(Records from a data collection)
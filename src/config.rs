//! 应用配置：从 config/default.toml 与环境变量加载
//!
//! 加载顺序：先读 TOML 文件，再用环境变量 `SCRIBE__*` 覆盖（双下划线表示嵌套，如 `SCRIBE__OBSERVE__WIDTH=640`）。
//! 主循环在每个回合边界重新加载一次，得到的快照按值传入本回合的各个阶段。

use std::path::PathBuf;

use serde::{Deserialize, Serialize};

/// 应用配置根（对应 config/default.toml 的顶层）
#[derive(Debug, Clone, Deserialize, Default)]
#[serde(default)]
pub struct AppConfig {
    pub run: RunSection,
    pub model: ModelSection,
    pub actions: ActionsSection,
    pub observe: ObserveSection,
    pub pacing: PacingSection,
    pub supervisor: SupervisorSection,
    pub proxy: ProxySection,
    pub policy: PolicySection,
}

/// [run] 段：运行目录
#[derive(Debug, Clone, Deserialize)]
#[serde(default)]
pub struct RunSection {
    /// 指定已有运行目录（续跑）；未设置时在 runs_root 下新建
    pub dir: Option<PathBuf>,
    pub runs_root: PathBuf,
}

impl Default for RunSection {
    fn default() -> Self {
        Self {
            dir: None,
            runs_root: PathBuf::from("runs"),
        }
    }
}

/// [model] 段：上游模型服务与采样参数
#[derive(Debug, Clone, Deserialize)]
#[serde(default)]
pub struct ModelSection {
    pub upstream_url: String,
    pub model: String,
    pub temperature: f32,
    pub top_p: f32,
    pub max_tokens: u32,
    pub system_prompt_path: Option<PathBuf>,
}

impl Default for ModelSection {
    fn default() -> Self {
        Self {
            upstream_url: "http://127.0.0.1:1235/v1/chat/completions".to_string(),
            model: "qwen3-vl-2b-instruct-1m".to_string(),
            temperature: 0.7,
            top_p: 0.9,
            max_tokens: 300,
            system_prompt_path: None,
        }
    }
}

/// [actions] 段：动作总开关与物理输入开关
#[derive(Debug, Clone, Copy, Deserialize, Serialize, PartialEq, Eq)]
#[serde(default)]
pub struct ActionsSection {
    /// 关闭时指针/键入类调用只记为 suppressed
    pub execute: bool,
    /// 是否真正向操作系统发送鼠标键盘事件
    pub physical: bool,
}

impl Default for ActionsSection {
    fn default() -> Self {
        Self {
            execute: true,
            physical: false,
        }
    }
}

/// [observe] 段：观察模式与输出尺寸
#[derive(Debug, Clone, Deserialize, Serialize, PartialEq)]
#[serde(default)]
pub struct ObserveSection {
    pub overlay: bool,
    pub virtual_canvas: bool,
    /// 输出帧尺寸；0 表示保持显示器原始尺寸
    pub width: u32,
    pub height: u32,
    /// 真实截屏前的稳定等待
    pub capture_delay_ms: u64,
    /// Overlay 重绘的有界等待
    pub overlay_wait_ms: u64,
    /// headless / desktop
    pub display: String,
    pub display_width: Option<u32>,
    pub display_height: Option<u32>,
}

impl Default for ObserveSection {
    fn default() -> Self {
        Self {
            overlay: false,
            virtual_canvas: true,
            width: 512,
            height: 288,
            capture_delay_ms: 1000,
            overlay_wait_ms: 150,
            display: "headless".to_string(),
            display_width: None,
            display_height: None,
        }
    }
}

/// [pacing] 段：回合节奏
#[derive(Debug, Clone, Copy, Deserialize)]
#[serde(default)]
pub struct PacingSection {
    pub loop_delay_ms: u64,
    /// loop_delay_ms 的下限，防止配置成 0 后空转
    pub min_loop_delay_ms: u64,
    pub pause_poll_ms: u64,
}

impl Default for PacingSection {
    fn default() -> Self {
        Self {
            loop_delay_ms: 2000,
            min_loop_delay_ms: 1000,
            pause_poll_ms: 2000,
        }
    }
}

impl PacingSection {
    pub fn loop_delay(&self) -> std::time::Duration {
        std::time::Duration::from_millis(self.loop_delay_ms.max(self.min_loop_delay_ms))
    }
}

/// [supervisor] 段：子进程超时与可执行文件位置
#[derive(Debug, Clone, Deserialize)]
#[serde(default)]
pub struct SupervisorSection {
    pub execute_timeout_secs: u64,
    pub observe_timeout_secs: u64,
    /// 未设置时取当前可执行文件同目录下的 scribe-worker
    pub worker_bin: Option<PathBuf>,
    pub overlay_bin: Option<PathBuf>,
}

impl Default for SupervisorSection {
    fn default() -> Self {
        Self {
            execute_timeout_secs: 120,
            observe_timeout_secs: 60,
            worker_bin: None,
            overlay_bin: None,
        }
    }
}

/// [proxy] 段：转发、重试、日志与事件流
#[derive(Debug, Clone, Deserialize)]
#[serde(default)]
pub struct ProxySection {
    /// 控制面监听地址（feature = "web"）
    pub bind: String,
    pub request_timeout_secs: u64,
    pub max_attempts: u32,
    pub initial_backoff_ms: u64,
    pub max_backoff_ms: u64,
    pub turns_per_log_file: u64,
    pub event_buffer: usize,
}

impl Default for ProxySection {
    fn default() -> Self {
        Self {
            bind: "127.0.0.1:1234".to_string(),
            request_timeout_secs: 300,
            max_attempts: 5,
            initial_backoff_ms: 1000,
            max_backoff_ms: 16000,
            turns_per_log_file: 15,
            event_buffer: 256,
        }
    }
}

/// [policy] 段
#[derive(Debug, Clone, Copy, Deserialize)]
#[serde(default)]
pub struct PolicySection {
    /// 连续多少个「只有错误、没有成功」的回合后自动暂停
    pub max_fail_streak: u32,
}

impl Default for PolicySection {
    fn default() -> Self {
        Self { max_fail_streak: 8 }
    }
}

/// 从 config 目录加载配置，环境变量 SCRIBE__* 可覆盖
///
/// 1. 按顺序查找 config/default.toml、../config/default.toml、default.toml，找到则作为第一源
/// 2. 若传入 config_path 且文件存在，则追加该文件（可覆盖前面的键）
/// 3. 最后叠加环境变量 SCRIBE__*（双下划线表示嵌套键）
pub fn load_config(config_path: Option<PathBuf>) -> Result<AppConfig, config::ConfigError> {
    let mut builder = config::Config::builder();

    let default_names = ["config/default", "../config/default", "default"];
    for name in default_names {
        let path = format!("{}.toml", name);
        if std::path::Path::new(&path).exists() {
            builder = builder.add_source(config::File::with_name(name).required(false));
            break;
        }
    }

    if let Some(ref path) = config_path {
        if path.exists() {
            builder = builder.add_source(config::File::from(path.clone()).required(false));
        }
    }

    builder = builder.add_source(
        config::Environment::with_prefix("SCRIBE")
            .separator("__")
            .try_parsing(true),
    );

    let c = builder.build()?;
    c.try_deserialize()
}

/// 回合边界的热加载：失败时沿用上一份快照
pub fn reload_or(previous: &AppConfig, config_path: Option<PathBuf>) -> AppConfig {
    match load_config(config_path) {
        Ok(cfg) => cfg,
        Err(e) => {
            tracing::warn!("Config reload failed ({}), keeping previous snapshot", e);
            previous.clone()
        }
    }
}
//! 动作语法：从叙事文本中抽取受限的函数调用
//!
//! 只接受 `identifier "(" literal ("," literal)* ","? ")"`，字面量为数字或字符串；
//! 嵌套调用、属性访问、关键字参数、表达式一律视为叙事，静默跳过。
//! 纯函数：同一段文本每次抽取结果相同。

use std::sync::OnceLock;

use regex::Regex;
use serde::{Deserialize, Serialize};

/// 参数字面量
#[derive(Debug, Clone, PartialEq, Serialize, Deserialize)]
#[serde(untagged)]
pub enum Literal {
    Int(i64),
    Float(f64),
    Str(String),
}

impl Literal {
    /// 类型名（用于错误提示）
    pub fn type_name(&self) -> &'static str {
        match self {
            Literal::Int(_) => "int",
            Literal::Float(_) => "float",
            Literal::Str(_) => "str",
        }
    }

    pub fn as_number(&self) -> Option<f64> {
        match self {
            Literal::Int(v) => Some(*v as f64),
            Literal::Float(v) => Some(*v),
            Literal::Str(_) => None,
        }
    }

    pub fn as_str(&self) -> Option<&str> {
        match self {
            Literal::Str(s) => Some(s),
            _ => None,
        }
    }
}

/// 一次被识别的调用；由解析产生，只读，执行器消费一次
#[derive(Debug, Clone, PartialEq, Serialize, Deserialize)]
pub struct ActionCall {
    pub name: String,
    pub args: Vec<Literal>,
    /// 原始行（已去除首尾空白），作为反馈里的 call-text
    pub source: String,
}

fn fence_re() -> &'static Regex {
    static RE: OnceLock<Regex> = OnceLock::new();
    RE.get_or_init(|| {
        Regex::new(r"(?s)```[A-Za-z0-9_+\-]*[ \t]*\r?\n(.*?)```").expect("fence regex is valid")
    })
}

/// 候选行：有围栏代码块时只取块内内容，否则取全文
pub fn candidate_lines(text: &str) -> Vec<&str> {
    let blocks: Vec<&str> = fence_re()
        .captures_iter(text)
        .filter_map(|c| c.get(1).map(|m| m.as_str()))
        .collect();
    let sources: Vec<&str> = if blocks.is_empty() { vec![text] } else { blocks };
    sources
        .into_iter()
        .flat_map(str::lines)
        .map(str::trim)
        .filter(|l| !l.is_empty())
        .collect()
}

/// 抽取全部已声明工具的调用，保持从左到右、从上到下的顺序
pub fn extract_calls<F>(text: &str, is_known: F) -> Vec<ActionCall>
where
    F: Fn(&str) -> bool,
{
    candidate_lines(text)
        .into_iter()
        .filter_map(|line| parse_call(line).ok())
        .filter(|call| is_known(&call.name))
        .collect()
}

/// 解析失败原因（仅用于测试与调试，抽取时一律静默跳过）
#[derive(Debug, Clone, PartialEq, Eq)]
pub enum ParseError {
    ExpectedIdentifier,
    ExpectedOpenParen,
    ExpectedLiteral(usize),
    UnterminatedString,
    BadNumber(String),
    ExpectedCommaOrClose(usize),
    TrailingInput(usize),
}

/// 把单行解析为一次调用
pub fn parse_call(line: &str) -> Result<ActionCall, ParseError> {
    let source = line.trim();
    let mut cur = Cursor::new(source);

    let name = cur.identifier().ok_or(ParseError::ExpectedIdentifier)?;
    cur.skip_ws();
    if !cur.eat('(') {
        return Err(ParseError::ExpectedOpenParen);
    }

    let mut args = Vec::new();
    loop {
        cur.skip_ws();
        if cur.eat(')') {
            break;
        }
        args.push(cur.literal()?);
        cur.skip_ws();
        if cur.eat(',') {
            continue;
        }
        if cur.eat(')') {
            break;
        }
        return Err(ParseError::ExpectedCommaOrClose(cur.pos));
    }

    cur.skip_ws();
    if !cur.at_end() {
        return Err(ParseError::TrailingInput(cur.pos));
    }

    Ok(ActionCall {
        name: name.to_string(),
        args,
        source: source.to_string(),
    })
}

struct Cursor<'a> {
    src: &'a str,
    pos: usize,
}

impl<'a> Cursor<'a> {
    fn new(src: &'a str) -> Self {
        Self { src, pos: 0 }
    }

    fn rest(&self) -> &'a str {
        &self.src[self.pos..]
    }

    fn peek(&self) -> Option<char> {
        self.rest().chars().next()
    }

    fn bump(&mut self) -> Option<char> {
        let c = self.peek()?;
        self.pos += c.len_utf8();
        Some(c)
    }

    fn eat(&mut self, expected: char) -> bool {
        if self.peek() == Some(expected) {
            self.pos += expected.len_utf8();
            true
        } else {
            false
        }
    }

    fn at_end(&self) -> bool {
        self.pos >= self.src.len()
    }

    fn skip_ws(&mut self) {
        while matches!(self.peek(), Some(c) if c.is_whitespace()) {
            self.bump();
        }
    }

    fn identifier(&mut self) -> Option<&'a str> {
        let start = self.pos;
        match self.peek() {
            Some(c) if c.is_ascii_alphabetic() || c == '_' => {
                self.bump();
            }
            _ => return None,
        }
        while matches!(self.peek(), Some(c) if c.is_ascii_alphanumeric() || c == '_') {
            self.bump();
        }
        Some(&self.src[start..self.pos])
    }

    fn literal(&mut self) -> Result<Literal, ParseError> {
        match self.peek() {
            Some('"') | Some('\'') => self.string(),
            Some(c) if c.is_ascii_digit() || c == '-' || c == '+' || c == '.' => self.number(),
            _ => Err(ParseError::ExpectedLiteral(self.pos)),
        }
    }

    fn number(&mut self) -> Result<Literal, ParseError> {
        let start = self.pos;
        if matches!(self.peek(), Some('-') | Some('+')) {
            self.bump();
        }
        let mut is_float = false;
        let mut digits = 0usize;
        while let Some(c) = self.peek() {
            if c.is_ascii_digit() {
                digits += 1;
                self.bump();
            } else if c == '.' && !is_float {
                is_float = true;
                self.bump();
            } else {
                break;
            }
        }
        if matches!(self.peek(), Some('e') | Some('E')) && digits > 0 {
            is_float = true;
            self.bump();
            if matches!(self.peek(), Some('-') | Some('+')) {
                self.bump();
            }
            while matches!(self.peek(), Some(c) if c.is_ascii_digit()) {
                self.bump();
            }
        }
        let text = &self.src[start..self.pos];
        if digits == 0 {
            return Err(ParseError::BadNumber(text.to_string()));
        }
        if is_float {
            text.parse::<f64>()
                .map(Literal::Float)
                .map_err(|_| ParseError::BadNumber(text.to_string()))
        } else {
            text.parse::<i64>()
                .map(Literal::Int)
                .map_err(|_| ParseError::BadNumber(text.to_string()))
        }
    }

    fn string(&mut self) -> Result<Literal, ParseError> {
        let quote = self.bump().ok_or(ParseError::UnterminatedString)?;
        let mut out = String::new();
        loop {
            let c = self.bump().ok_or(ParseError::UnterminatedString)?;
            if c == quote {
                return Ok(Literal::Str(out));
            }
            if c != '\\' {
                out.push(c);
                continue;
            }
            let esc = self.bump().ok_or(ParseError::UnterminatedString)?;
            match esc {
                'n' => out.push('\n'),
                't' => out.push('\t'),
                'r' => out.push('\r'),
                '0' => out.push('\0'),
                '\\' => out.push('\\'),
                '\'' => out.push('\''),
                '"' => out.push('"'),
                'u' => {
                    let hex: String = (0..4).filter_map(|_| self.bump()).collect();
                    match u32::from_str_radix(&hex, 16).ok().and_then(char::from_u32) {
                        Some(ch) => out.push(ch),
                        None => return Err(ParseError::UnterminatedString),
                    }
                }
                other => {
                    // 未知转义按原样保留
                    out.push('\\');
                    out.push(other);
                }
            }
        }
    }
}
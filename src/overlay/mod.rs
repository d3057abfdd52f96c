//! 常驻 overlay 进程
//!
//! 启动（含被重启）时立即按现有 marks.json / cursor_state.json 重绘一次，不丢标记；
//! 之后在收到通知时重绘，并在标记文件的修改时间变化时兜底重绘。

pub mod render;
pub mod signal;

use std::time::{Duration, SystemTime};

use tokio_util::sync::CancellationToken;

use crate::observe::marks::{CursorState, MarkStore};
use crate::storage::RunDir;

pub use signal::{OverlaySignal, WaitOutcome};

const SIGNAL_POLL: Duration = Duration::from_millis(25);
const FALLBACK_POLL: Duration = Duration::from_secs(2);

fn mtime(path: &std::path::Path) -> Option<SystemTime> {
    std::fs::metadata(path).and_then(|m| m.modified()).ok()
}

pub struct OverlayWorker {
    run_dir: RunDir,
    width: u32,
    height: u32,
    signal: OverlaySignal,
}

impl OverlayWorker {
    pub fn new(run_dir: RunDir, width: u32, height: u32) -> Self {
        let signal = OverlaySignal::new(&run_dir);
        Self {
            run_dir,
            width,
            height,
            signal,
        }
    }

    fn stamp(&self) -> (Option<SystemTime>, Option<SystemTime>) {
        (mtime(&self.run_dir.marks()), mtime(&self.run_dir.cursor()))
    }

    /// 重绘图层并写盘
    pub fn redraw(&self) -> std::io::Result<usize> {
        let marks = MarkStore::new(self.run_dir.marks()).load();
        let cursor = CursorState::load(&self.run_dir.cursor());
        let layer = render::render_layer(&marks, &cursor, self.width, self.height);
        render::write_layer(&self.run_dir.overlay_layer(), &layer)?;
        Ok(marks.len())
    }

    fn redraw_and_ack(&self, seq: u64) {
        match self.redraw() {
            Ok(n) => tracing::debug!(seq, marks = n, "overlay redrawn"),
            Err(e) => tracing::warn!("overlay redraw failed: {}", e),
        }
        if let Err(e) = self.signal.acknowledge(seq) {
            tracing::warn!("overlay ack failed: {}", e);
        }
    }

    /// 主循环，直到 cancel
    pub async fn run(&self, cancel: CancellationToken) {
        let mut seen = self.signal.current();
        self.redraw_and_ack(seen);
        let mut stamp = self.stamp();
        let mut last_fallback = tokio::time::Instant::now();
        tracing::info!(
            run_dir = %self.run_dir.path().display(),
            "Overlay worker started ({}x{})",
            self.width,
            self.height
        );

        loop {
            tokio::select! {
                _ = cancel.cancelled() => {
                    tracing::info!("Overlay worker stopping");
                    return;
                }
                _ = tokio::time::sleep(SIGNAL_POLL) => {}
            }

            let current = self.signal.current();
            if current != seen {
                seen = current;
                self.redraw_and_ack(seen);
                stamp = self.stamp();
                continue;
            }

            if last_fallback.elapsed() >= FALLBACK_POLL {
                last_fallback = tokio::time::Instant::now();
                let now = self.stamp();
                if now != stamp {
                    tracing::debug!("mark files changed without signal, redrawing");
                    stamp = now;
                    self.redraw_and_ack(seen);
                }
            }
        }
    }
}

#[cfg(test)]
mod tests {
    use super::*;
    use crate::observe::marks::{Mark, PointerAction};
    use tempfile::TempDir;

    #[tokio::test]
    async fn test_respawned_worker_renders_existing_marks_immediately() {
        let dir = TempDir::new().unwrap();
        let run = RunDir::new(dir.path());
        MarkStore::new(run.marks())
            .append(&[Mark::from_action(&PointerAction::Click { x: 500, y: 500 })])
            .unwrap();

        let worker = OverlayWorker::new(run.clone(), 100, 100);
        let cancel = CancellationToken::new();
        let c = cancel.clone();
        let handle = tokio::spawn(async move { worker.run(c).await });
        tokio::time::sleep(Duration::from_millis(100)).await;

        let layer = render::read_layer(&run.overlay_layer(), 100, 100).unwrap().unwrap();
        assert_eq!(layer.get_pixel(50, 50).0, [255, 255, 255, 255]);

        // 通知后应确认
        let sig = OverlaySignal::new(&run);
        let seq = sig.raise().unwrap();
        assert_eq!(sig.wait(seq, Duration::from_secs(2)).await, WaitOutcome::Acknowledged);

        cancel.cancel();
        handle.await.unwrap();
    }
}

AIM OF THE EXERCISE: Looking at the entries above, work out how many lines contain "true", then reply with that number and no other words.

ANSWER SECTION: 6